• [Supplied data]

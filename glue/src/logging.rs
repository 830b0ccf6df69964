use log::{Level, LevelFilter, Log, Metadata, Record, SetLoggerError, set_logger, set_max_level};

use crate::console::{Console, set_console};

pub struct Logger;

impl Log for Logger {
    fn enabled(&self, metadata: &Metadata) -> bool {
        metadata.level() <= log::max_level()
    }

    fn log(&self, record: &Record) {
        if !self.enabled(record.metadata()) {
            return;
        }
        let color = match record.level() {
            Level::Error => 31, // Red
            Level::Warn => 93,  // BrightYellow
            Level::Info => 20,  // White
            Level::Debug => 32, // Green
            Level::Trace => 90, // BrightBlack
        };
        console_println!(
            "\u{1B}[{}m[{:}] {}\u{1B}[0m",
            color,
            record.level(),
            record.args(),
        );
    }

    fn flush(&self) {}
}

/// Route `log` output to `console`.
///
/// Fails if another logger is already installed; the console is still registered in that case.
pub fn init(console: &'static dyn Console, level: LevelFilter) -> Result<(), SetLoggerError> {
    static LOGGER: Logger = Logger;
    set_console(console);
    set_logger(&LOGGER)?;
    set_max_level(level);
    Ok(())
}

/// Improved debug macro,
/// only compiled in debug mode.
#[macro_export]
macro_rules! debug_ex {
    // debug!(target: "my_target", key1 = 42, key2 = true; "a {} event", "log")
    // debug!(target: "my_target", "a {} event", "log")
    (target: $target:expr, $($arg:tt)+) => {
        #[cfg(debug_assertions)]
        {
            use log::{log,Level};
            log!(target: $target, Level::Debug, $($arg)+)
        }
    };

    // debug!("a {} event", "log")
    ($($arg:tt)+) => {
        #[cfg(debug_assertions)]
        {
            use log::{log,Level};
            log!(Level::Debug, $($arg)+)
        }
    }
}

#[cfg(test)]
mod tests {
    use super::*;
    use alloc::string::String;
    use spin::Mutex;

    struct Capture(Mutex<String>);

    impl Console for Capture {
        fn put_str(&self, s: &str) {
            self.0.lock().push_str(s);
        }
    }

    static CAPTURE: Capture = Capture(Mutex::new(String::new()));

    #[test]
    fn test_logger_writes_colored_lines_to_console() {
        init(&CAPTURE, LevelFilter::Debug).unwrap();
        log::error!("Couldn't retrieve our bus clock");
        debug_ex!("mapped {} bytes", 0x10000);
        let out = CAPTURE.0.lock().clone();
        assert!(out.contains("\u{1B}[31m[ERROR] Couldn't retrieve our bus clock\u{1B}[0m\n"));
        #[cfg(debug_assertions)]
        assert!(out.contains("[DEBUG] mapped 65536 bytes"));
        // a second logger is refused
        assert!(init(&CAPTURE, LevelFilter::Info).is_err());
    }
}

--

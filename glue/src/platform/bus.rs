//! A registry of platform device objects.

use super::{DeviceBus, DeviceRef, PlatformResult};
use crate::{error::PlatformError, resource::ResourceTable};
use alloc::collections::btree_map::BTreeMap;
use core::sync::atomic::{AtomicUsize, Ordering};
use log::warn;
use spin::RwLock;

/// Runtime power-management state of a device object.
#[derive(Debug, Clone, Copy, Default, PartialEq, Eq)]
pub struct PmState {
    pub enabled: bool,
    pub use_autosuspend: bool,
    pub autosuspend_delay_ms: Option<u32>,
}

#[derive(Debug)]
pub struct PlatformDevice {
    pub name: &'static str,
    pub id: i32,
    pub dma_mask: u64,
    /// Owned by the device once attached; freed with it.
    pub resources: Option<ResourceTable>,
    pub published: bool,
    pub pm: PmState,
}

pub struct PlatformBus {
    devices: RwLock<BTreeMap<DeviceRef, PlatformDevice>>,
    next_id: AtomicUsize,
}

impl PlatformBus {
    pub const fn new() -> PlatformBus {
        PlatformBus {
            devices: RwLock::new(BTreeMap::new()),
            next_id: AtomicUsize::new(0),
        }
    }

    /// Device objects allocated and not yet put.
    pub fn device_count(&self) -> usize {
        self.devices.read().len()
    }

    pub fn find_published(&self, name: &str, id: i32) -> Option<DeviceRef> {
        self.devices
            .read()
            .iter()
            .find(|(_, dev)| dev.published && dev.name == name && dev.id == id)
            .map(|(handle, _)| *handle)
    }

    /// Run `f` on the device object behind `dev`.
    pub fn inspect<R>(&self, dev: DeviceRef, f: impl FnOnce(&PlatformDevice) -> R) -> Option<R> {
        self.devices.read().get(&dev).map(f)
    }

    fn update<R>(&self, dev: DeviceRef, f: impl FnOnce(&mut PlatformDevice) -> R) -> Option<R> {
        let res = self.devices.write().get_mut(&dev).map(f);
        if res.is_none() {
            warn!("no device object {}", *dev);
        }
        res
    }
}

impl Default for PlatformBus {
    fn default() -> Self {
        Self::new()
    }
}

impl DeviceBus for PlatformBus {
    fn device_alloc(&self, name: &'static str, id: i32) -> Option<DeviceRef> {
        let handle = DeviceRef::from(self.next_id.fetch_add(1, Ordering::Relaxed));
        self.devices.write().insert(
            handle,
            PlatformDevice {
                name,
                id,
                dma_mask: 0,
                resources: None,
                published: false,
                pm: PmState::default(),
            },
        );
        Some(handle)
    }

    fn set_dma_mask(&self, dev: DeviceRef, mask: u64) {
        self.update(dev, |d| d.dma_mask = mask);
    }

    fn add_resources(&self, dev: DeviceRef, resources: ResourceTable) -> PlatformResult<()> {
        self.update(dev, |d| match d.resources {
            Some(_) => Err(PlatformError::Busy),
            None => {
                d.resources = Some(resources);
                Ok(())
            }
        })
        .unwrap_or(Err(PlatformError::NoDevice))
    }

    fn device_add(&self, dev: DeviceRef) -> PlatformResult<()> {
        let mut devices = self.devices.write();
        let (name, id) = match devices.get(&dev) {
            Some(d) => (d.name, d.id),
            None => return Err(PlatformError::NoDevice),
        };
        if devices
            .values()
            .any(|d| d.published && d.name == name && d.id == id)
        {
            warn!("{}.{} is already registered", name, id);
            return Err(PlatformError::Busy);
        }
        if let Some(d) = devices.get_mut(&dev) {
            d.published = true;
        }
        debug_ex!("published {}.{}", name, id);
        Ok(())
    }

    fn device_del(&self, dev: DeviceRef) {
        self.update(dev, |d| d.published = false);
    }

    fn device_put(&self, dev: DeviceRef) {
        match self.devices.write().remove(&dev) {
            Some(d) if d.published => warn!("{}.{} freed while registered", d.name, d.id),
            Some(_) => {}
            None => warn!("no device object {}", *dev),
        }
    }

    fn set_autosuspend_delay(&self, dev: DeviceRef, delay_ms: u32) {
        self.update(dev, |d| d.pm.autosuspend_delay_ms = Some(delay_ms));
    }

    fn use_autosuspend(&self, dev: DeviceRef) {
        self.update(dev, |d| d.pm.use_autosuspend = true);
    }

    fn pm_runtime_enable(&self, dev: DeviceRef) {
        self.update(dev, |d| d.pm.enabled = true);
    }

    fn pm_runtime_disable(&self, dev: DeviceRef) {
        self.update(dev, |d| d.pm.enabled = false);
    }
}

• [Exercise]
Using the data above, extract exactly the lines from the one that holds "let color = match" to the one that holds "self.0.lock().push_str(s);", both ends included, and no others.

• [Solution to this problem]
        let color = match record.level() {
            Level::Error => 31, // Red
            Level::Warn => 93,  // BrightYellow
            Level::Info => 20,  // White
            Level::Debug => 32, // Green
            Level::Trace => 90, // BrightBlack
        };
        console_println!(
            "\u{1B}[{}m[{:}] {}\u{1B}[0m",
            color,
            record.level(),
            record.args(),
        );
    }

    fn flush(&self) {}
}

/// Route `log` output to `console`.
///
/// Fails if another logger is already installed; the console is still registered in that case.
pub fn init(console: &'static dyn Console, level: LevelFilter) -> Result<(), SetLoggerError> {
    static LOGGER: Logger = Logger;
    set_console(console);
    set_logger(&LOGGER)?;
    set_max_level(level);
    Ok(())
}

/// Improved debug macro,
/// only compiled in debug mode.
#[macro_export]
macro_rules! debug_ex {
    // debug!(target: "my_target", key1 = 42, key2 = true; "a {} event", "log")
    // debug!(target: "my_target", "a {} event", "log")
    (target: $target:expr, $($arg:tt)+) => {
        #[cfg(debug_assertions)]
        {
            use log::{log,Level};
            log!(target: $target, Level::Debug, $($arg)+)
        }
    };

    // debug!("a {} event", "log")
    ($($arg:tt)+) => {
        #[cfg(debug_assertions)]
        {
            use log::{log,Level};
            log!(Level::Debug, $($arg)+)
        }
    }
}

#[cfg(test)]
mod tests {
    use super::*;
    use alloc::string::String;
    use spin::Mutex;

    struct Capture(Mutex<String>);

    impl Console for Capture {
        fn put_str(&self, s: &str) {
            self.0.lock().push_str(s);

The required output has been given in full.